▶ Saved data entries
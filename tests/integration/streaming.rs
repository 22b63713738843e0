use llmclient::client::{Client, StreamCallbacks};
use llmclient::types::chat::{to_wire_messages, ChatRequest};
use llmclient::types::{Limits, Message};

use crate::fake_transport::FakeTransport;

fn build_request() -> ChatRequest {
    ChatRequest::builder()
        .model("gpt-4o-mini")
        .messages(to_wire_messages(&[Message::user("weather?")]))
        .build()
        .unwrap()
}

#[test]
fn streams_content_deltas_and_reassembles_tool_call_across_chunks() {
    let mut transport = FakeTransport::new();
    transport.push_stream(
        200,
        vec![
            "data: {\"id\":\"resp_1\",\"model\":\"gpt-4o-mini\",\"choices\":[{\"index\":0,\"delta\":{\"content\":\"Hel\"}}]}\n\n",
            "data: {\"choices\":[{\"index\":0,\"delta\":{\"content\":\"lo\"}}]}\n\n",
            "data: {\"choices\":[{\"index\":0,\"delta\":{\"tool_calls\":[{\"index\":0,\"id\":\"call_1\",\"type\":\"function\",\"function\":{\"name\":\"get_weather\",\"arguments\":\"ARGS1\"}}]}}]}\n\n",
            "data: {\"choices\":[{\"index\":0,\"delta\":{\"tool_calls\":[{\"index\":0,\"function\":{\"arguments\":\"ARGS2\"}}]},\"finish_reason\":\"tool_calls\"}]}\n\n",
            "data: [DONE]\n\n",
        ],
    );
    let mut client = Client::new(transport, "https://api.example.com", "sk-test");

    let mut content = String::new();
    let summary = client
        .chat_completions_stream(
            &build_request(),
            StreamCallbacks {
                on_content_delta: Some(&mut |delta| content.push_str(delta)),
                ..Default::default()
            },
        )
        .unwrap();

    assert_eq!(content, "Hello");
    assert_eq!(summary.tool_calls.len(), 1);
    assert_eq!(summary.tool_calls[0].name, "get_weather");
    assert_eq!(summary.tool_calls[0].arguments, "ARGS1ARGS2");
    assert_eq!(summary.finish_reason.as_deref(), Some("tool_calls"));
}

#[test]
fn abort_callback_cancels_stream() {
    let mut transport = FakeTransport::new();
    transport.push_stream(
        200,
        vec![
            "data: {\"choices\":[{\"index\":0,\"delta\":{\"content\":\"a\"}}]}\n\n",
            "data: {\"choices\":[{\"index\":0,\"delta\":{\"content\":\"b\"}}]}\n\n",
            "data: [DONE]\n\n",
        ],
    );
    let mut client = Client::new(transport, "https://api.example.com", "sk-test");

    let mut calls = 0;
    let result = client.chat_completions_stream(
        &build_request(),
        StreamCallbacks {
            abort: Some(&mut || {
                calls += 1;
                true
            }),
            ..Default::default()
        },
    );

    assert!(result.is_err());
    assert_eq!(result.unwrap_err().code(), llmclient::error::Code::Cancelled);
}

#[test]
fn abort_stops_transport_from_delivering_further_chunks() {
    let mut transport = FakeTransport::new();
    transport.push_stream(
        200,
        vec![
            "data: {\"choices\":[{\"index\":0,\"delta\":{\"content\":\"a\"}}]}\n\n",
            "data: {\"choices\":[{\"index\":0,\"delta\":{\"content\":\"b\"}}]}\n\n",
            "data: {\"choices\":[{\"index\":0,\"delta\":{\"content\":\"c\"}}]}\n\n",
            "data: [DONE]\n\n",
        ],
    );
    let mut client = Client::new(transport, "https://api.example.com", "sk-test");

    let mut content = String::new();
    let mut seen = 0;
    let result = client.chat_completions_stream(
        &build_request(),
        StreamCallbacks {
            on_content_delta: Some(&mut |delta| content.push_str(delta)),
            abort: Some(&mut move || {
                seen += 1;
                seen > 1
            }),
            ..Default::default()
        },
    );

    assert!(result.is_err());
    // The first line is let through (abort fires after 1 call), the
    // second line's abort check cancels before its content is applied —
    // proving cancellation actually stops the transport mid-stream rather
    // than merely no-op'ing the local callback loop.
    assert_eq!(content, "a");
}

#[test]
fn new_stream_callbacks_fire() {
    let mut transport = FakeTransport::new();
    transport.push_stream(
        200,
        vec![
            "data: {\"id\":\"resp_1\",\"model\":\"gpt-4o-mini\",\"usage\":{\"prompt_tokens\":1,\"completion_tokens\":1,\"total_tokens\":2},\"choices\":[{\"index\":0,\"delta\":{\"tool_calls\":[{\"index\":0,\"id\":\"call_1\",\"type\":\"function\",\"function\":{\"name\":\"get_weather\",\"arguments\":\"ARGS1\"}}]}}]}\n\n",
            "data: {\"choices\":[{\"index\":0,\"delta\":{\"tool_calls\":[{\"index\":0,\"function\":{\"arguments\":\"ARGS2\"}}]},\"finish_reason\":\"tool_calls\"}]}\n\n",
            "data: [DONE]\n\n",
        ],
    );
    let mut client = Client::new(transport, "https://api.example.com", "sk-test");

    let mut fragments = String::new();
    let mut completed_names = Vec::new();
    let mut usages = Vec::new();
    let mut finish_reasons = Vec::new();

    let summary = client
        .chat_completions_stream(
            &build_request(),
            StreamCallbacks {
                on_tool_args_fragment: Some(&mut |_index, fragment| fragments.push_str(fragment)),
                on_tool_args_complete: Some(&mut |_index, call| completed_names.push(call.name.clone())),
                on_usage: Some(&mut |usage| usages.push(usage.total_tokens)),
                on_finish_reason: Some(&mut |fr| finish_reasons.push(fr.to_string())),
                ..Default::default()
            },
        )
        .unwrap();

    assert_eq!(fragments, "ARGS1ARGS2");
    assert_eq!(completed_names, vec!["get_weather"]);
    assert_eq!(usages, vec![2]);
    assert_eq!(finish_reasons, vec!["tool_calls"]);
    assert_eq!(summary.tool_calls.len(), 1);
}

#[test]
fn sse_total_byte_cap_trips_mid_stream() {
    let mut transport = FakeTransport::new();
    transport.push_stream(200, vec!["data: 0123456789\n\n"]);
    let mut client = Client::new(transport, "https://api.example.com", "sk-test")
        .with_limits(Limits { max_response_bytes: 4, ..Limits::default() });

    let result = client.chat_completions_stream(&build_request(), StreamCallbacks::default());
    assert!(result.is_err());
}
* * *
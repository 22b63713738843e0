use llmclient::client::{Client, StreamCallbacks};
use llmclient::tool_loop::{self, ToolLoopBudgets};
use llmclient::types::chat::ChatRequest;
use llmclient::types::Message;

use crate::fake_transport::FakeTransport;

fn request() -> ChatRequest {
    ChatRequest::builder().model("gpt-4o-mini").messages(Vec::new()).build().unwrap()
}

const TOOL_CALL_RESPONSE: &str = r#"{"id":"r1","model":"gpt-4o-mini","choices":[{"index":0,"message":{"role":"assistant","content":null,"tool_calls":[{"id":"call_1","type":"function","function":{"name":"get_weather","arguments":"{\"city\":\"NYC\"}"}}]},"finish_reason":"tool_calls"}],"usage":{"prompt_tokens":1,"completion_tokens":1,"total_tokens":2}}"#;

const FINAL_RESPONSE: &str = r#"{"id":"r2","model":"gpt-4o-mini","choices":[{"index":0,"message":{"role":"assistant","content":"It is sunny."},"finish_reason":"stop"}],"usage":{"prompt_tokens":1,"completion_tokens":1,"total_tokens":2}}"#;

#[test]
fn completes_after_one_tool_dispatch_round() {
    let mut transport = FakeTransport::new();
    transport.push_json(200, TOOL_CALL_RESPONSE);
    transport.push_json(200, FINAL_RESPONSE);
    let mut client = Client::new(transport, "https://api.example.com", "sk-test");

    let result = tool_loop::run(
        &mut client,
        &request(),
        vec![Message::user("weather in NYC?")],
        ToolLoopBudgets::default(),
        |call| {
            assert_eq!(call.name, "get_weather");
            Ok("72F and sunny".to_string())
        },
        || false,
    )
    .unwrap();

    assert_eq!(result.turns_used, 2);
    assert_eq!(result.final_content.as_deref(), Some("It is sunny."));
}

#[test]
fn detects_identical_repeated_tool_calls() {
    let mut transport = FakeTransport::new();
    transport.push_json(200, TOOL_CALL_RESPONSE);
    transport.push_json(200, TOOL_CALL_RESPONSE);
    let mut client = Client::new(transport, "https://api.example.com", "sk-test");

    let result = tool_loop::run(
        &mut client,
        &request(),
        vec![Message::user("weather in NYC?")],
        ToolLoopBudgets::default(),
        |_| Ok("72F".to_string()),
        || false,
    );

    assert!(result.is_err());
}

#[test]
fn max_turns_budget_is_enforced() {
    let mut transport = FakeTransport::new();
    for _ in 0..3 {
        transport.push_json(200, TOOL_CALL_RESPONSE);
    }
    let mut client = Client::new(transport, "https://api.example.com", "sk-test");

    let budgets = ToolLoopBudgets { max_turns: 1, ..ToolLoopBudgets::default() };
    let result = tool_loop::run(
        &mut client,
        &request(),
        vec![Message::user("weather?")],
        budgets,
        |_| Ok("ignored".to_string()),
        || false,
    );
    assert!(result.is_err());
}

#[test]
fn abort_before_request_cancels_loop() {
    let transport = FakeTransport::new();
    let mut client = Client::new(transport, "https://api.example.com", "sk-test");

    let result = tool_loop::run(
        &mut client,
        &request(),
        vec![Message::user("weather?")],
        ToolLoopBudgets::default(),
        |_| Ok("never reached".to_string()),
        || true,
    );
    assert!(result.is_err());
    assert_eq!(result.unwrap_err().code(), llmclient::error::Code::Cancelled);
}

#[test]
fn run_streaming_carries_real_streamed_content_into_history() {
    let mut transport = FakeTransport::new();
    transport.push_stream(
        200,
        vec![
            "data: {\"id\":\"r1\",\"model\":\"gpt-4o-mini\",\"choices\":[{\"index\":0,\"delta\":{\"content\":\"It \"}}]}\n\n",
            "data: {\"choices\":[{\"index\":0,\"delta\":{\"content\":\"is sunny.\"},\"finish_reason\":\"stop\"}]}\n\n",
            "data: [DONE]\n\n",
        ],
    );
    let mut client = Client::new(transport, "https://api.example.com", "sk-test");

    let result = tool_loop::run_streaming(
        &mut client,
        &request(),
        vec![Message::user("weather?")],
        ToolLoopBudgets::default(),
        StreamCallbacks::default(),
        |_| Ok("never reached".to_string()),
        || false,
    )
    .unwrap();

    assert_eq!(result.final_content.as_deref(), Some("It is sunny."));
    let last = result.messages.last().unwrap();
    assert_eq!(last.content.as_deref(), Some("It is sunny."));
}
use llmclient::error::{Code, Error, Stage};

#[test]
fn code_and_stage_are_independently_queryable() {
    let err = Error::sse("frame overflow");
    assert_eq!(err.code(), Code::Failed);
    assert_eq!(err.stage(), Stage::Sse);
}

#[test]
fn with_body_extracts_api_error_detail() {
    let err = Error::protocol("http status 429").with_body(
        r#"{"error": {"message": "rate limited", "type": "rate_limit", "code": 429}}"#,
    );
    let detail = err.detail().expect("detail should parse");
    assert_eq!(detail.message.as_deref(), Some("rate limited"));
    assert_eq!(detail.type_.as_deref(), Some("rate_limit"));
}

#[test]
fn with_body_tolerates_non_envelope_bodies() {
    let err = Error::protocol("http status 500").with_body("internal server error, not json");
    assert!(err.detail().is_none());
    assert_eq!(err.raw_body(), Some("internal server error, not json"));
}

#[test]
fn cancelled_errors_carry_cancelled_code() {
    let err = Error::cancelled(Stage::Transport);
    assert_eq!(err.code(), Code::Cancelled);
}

▶ Assignment
From the entries, count the lines that hold the string "summary". Nothing but the number is needed.

▶ Output of the exercise
7